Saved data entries

---*---

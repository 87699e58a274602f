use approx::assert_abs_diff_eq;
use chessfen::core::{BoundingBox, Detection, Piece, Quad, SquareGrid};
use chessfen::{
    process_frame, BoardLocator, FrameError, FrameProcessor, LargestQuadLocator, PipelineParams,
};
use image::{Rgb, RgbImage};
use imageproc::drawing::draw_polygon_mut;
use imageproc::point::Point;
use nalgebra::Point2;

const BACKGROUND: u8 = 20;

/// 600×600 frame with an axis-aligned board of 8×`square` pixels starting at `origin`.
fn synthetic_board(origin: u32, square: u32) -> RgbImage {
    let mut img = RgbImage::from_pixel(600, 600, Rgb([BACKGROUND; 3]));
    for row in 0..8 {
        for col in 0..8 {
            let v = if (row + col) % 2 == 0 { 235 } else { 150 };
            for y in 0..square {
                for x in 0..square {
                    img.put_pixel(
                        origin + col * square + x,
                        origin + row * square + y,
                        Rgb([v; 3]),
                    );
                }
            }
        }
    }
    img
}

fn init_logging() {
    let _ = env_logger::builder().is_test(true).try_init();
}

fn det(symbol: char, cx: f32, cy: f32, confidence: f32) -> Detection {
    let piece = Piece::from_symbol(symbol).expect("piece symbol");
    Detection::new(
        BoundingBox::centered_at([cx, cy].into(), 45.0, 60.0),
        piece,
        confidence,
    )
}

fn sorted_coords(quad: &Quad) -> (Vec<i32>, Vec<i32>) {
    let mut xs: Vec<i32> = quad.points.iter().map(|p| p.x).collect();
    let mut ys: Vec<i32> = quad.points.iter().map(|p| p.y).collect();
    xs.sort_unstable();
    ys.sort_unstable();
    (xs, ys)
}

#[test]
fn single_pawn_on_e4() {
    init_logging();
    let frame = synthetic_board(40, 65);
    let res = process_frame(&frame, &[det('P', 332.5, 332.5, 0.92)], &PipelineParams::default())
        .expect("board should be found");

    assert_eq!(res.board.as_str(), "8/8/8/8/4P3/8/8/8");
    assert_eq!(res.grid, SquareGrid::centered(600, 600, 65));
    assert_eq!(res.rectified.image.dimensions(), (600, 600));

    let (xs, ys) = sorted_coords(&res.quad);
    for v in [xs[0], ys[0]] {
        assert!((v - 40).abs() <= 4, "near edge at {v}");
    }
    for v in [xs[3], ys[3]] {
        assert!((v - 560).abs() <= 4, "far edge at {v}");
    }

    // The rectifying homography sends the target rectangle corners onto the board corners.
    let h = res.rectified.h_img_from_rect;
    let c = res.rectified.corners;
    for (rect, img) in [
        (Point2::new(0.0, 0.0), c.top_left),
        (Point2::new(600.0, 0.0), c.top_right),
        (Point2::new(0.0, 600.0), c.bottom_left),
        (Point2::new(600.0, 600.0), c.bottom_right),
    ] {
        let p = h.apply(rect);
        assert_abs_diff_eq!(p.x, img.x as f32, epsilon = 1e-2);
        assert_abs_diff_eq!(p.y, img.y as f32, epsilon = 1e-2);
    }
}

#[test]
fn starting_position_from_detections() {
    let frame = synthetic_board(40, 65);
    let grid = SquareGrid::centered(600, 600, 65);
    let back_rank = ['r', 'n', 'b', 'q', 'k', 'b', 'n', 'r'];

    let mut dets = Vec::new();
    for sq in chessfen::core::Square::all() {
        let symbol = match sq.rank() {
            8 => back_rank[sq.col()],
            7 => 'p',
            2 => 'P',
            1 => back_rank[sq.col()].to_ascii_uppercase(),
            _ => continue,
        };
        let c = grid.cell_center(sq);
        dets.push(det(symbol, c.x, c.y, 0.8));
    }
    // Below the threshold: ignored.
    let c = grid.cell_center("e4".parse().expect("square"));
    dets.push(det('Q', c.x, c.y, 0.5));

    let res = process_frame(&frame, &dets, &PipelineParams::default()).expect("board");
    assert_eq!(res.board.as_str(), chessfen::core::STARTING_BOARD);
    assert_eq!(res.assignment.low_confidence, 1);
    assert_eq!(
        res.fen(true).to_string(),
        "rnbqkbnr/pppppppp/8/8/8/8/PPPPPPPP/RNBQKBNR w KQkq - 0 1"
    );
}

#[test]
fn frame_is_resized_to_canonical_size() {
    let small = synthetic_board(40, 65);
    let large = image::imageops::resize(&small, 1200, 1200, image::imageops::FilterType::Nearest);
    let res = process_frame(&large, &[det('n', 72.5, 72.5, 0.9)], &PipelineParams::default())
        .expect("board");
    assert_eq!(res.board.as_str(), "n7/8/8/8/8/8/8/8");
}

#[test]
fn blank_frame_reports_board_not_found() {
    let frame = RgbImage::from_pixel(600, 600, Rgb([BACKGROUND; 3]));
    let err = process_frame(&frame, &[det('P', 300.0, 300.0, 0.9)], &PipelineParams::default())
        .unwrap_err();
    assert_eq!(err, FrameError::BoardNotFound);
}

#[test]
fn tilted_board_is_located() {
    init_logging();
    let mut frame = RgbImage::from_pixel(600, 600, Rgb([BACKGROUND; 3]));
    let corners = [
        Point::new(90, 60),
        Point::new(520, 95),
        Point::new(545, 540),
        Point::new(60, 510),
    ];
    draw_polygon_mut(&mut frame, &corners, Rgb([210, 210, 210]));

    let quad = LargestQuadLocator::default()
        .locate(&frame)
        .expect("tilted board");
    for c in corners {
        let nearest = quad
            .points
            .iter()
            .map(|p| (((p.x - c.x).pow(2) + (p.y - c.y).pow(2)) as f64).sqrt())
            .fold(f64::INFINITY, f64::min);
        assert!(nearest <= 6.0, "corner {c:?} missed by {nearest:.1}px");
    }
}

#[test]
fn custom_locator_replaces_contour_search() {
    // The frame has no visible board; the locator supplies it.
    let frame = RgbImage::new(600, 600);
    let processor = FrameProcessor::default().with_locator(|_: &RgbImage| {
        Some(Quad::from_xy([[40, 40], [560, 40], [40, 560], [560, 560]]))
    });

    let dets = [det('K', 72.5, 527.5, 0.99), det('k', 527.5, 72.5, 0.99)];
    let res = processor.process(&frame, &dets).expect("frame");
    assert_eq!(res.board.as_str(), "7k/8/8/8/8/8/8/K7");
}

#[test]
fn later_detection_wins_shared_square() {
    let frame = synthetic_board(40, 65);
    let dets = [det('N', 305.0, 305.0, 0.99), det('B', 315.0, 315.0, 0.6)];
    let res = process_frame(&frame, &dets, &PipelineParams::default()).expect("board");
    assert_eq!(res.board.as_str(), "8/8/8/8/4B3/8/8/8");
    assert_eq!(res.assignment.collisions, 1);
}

---*---

WHAT THE EXERCISE ASKS:
Retype the records exactly.

ANSWER SPACE:
repository 87699e58a274602f
use approx::assert_abs_diff_eq;
use chessfen::core::{BoundingBox, Detection, Piece, Quad, SquareGrid};
use chessfen::{
    process_frame, BoardLocator, FrameError, FrameProcessor, LargestQuadLocator, PipelineParams,
};
use image::{Rgb, RgbImage};
use imageproc::drawing::draw_polygon_mut;
use imageproc::point::Point;
use nalgebra::Point2;

const BACKGROUND: u8 = 20;

/// 600×600 frame with an axis-aligned board of 8×`square` pixels starting at `origin`.
fn synthetic_board(origin: u32, square: u32) -> RgbImage {
    let mut img = RgbImage::from_pixel(600, 600, Rgb([BACKGROUND; 3]));
    for row in 0..8 {
        for col in 0..8 {
            let v = if (row + col) % 2 == 0 { 235 } else { 150 };
            for y in 0..square {
                for x in 0..square {
                    img.put_pixel(
                        origin + col * square + x,
                        origin + row * square + y,
                        Rgb([v; 3]),
                    );
                }
            }
        }
    }
    img
}

fn init_logging() {
    let _ = env_logger::builder().is_test(true).try_init();
}

fn det(symbol: char, cx: f32, cy: f32, confidence: f32) -> Detection {
    let piece = Piece::from_symbol(symbol).expect("piece symbol");
    Detection::new(
        BoundingBox::centered_at([cx, cy].into(), 45.0, 60.0),
        piece,
        confidence,
    )
}

fn sorted_coords(quad: &Quad) -> (Vec<i32>, Vec<i32>) {
    let mut xs: Vec<i32> = quad.points.iter().map(|p| p.x).collect();
    let mut ys: Vec<i32> = quad.points.iter().map(|p| p.y).collect();
    xs.sort_unstable();
    ys.sort_unstable();
    (xs, ys)
}

#[test]
fn single_pawn_on_e4() {
    init_logging();
    let frame = synthetic_board(40, 65);
    let res = process_frame(&frame, &[det('P', 332.5, 332.5, 0.92)], &PipelineParams::default())
        .expect("board should be found");

    assert_eq!(res.board.as_str(), "8/8/8/8/4P3/8/8/8");
    assert_eq!(res.grid, SquareGrid::centered(600, 600, 65));
    assert_eq!(res.rectified.image.dimensions(), (600, 600));

    let (xs, ys) = sorted_coords(&res.quad);
    for v in [xs[0], ys[0]] {
        assert!((v - 40).abs() <= 4, "near edge at {v}");
    }
    for v in [xs[3], ys[3]] {
        assert!((v - 560).abs() <= 4, "far edge at {v}");
    }

    // The rectifying homography sends the target rectangle corners onto the board corners.
    let h = res.rectified.h_img_from_rect;
    let c = res.rectified.corners;
    for (rect, img) in [
        (Point2::new(0.0, 0.0), c.top_left),
        (Point2::new(600.0, 0.0), c.top_right),
        (Point2::new(0.0, 600.0), c.bottom_left),
        (Point2::new(600.0, 600.0), c.bottom_right),
    ] {
        let p = h.apply(rect);
        assert_abs_diff_eq!(p.x, img.x as f32, epsilon = 1e-2);
        assert_abs_diff_eq!(p.y, img.y as f32, epsilon = 1e-2);
    }
}

#[test]
fn starting_position_from_detections() {
    let frame = synthetic_board(40, 65);
    let grid = SquareGrid::centered(600, 600, 65);
    let back_rank = ['r', 'n', 'b', 'q', 'k', 'b', 'n', 'r'];

    let mut dets = Vec::new();
    for sq in chessfen::core::Square::all() {
        let symbol = match sq.rank() {
            8 => back_rank[sq.col()],
            7 => 'p',
            2 => 'P',
            1 => back_rank[sq.col()].to_ascii_uppercase(),
            _ => continue,
        };
        let c = grid.cell_center(sq);
        dets.push(det(symbol, c.x, c.y, 0.8));
    }
    // Below the threshold: ignored.
    let c = grid.cell_center("e4".parse().expect("square"));
    dets.push(det('Q', c.x, c.y, 0.5));

    let res = process_frame(&frame, &dets, &PipelineParams::default()).expect("board");
    assert_eq!(res.board.as_str(), chessfen::core::STARTING_BOARD);
    assert_eq!(res.assignment.low_confidence, 1);
    assert_eq!(
        res.fen(true).to_string(),
        "rnbqkbnr/pppppppp/8/8/8/8/PPPPPPPP/RNBQKBNR w KQkq - 0 1"
    );
}

#[test]
fn frame_is_resized_to_canonical_size() {
    let small = synthetic_board(40, 65);
    let large = image::imageops::resize(&small, 1200, 1200, image::imageops::FilterType::Nearest);
    let res = process_frame(&large, &[det('n', 72.5, 72.5, 0.9)], &PipelineParams::default())
        .expect("board");
    assert_eq!(res.board.as_str(), "n7/8/8/8/8/8/8/8");
}

#[test]
fn blank_frame_reports_board_not_found() {
    let frame = RgbImage::from_pixel(600, 600, Rgb([BACKGROUND; 3]));
    let err = process_frame(&frame, &[det('P', 300.0, 300.0, 0.9)], &PipelineParams::default())
        .unwrap_err();
    assert_eq!(err, FrameError::BoardNotFound);
}

#[test]
fn tilted_board_is_located() {
    init_logging();
    let mut frame = RgbImage::from_pixel(600, 600, Rgb([BACKGROUND; 3]));
    let corners = [
        Point::new(90, 60),
        Point::new(520, 95),
        Point::new(545, 540),
        Point::new(60, 510),
    ];
    draw_polygon_mut(&mut frame, &corners, Rgb([210, 210, 210]));

    let quad = LargestQuadLocator::default()
        .locate(&frame)
        .expect("tilted board");
    for c in corners {
        let nearest = quad
            .points
            .iter()
            .map(|p| (((p.x - c.x).pow(2) + (p.y - c.y).pow(2)) as f64).sqrt())
            .fold(f64::INFINITY, f64::min);
        assert!(nearest <= 6.0, "corner {c:?} missed by {nearest:.1}px");
    }
}

#[test]
fn custom_locator_replaces_contour_search() {
    // The frame has no visible board; the locator supplies it.
    let frame = RgbImage::new(600, 600);
    let processor = FrameProcessor::default().with_locator(|_: &RgbImage| {
        Some(Quad::from_xy([[40, 40], [560, 40], [40, 560], [560, 560]]))
    });

    let dets = [det('K', 72.5, 527.5, 0.99), det('k', 527.5, 72.5, 0.99)];
    let res = processor.process(&frame, &dets).expect("frame");
    assert_eq!(res.board.as_str(), "7k/8/8/8/8/8/8/K7");
}

#[test]
fn later_detection_wins_shared_square() {
    let frame = synthetic_board(40, 65);
    let dets = [det('N', 305.0, 305.0, 0.99), det('B', 315.0, 315.0, 0.6)];
    let res = process_frame(&frame, &dets, &PipelineParams::default()).expect("board");
    assert_eq!(res.board.as_str(), "8/8/8/8/4B3/8/8/8");
    assert_eq!(res.assignment.collisions, 1);
}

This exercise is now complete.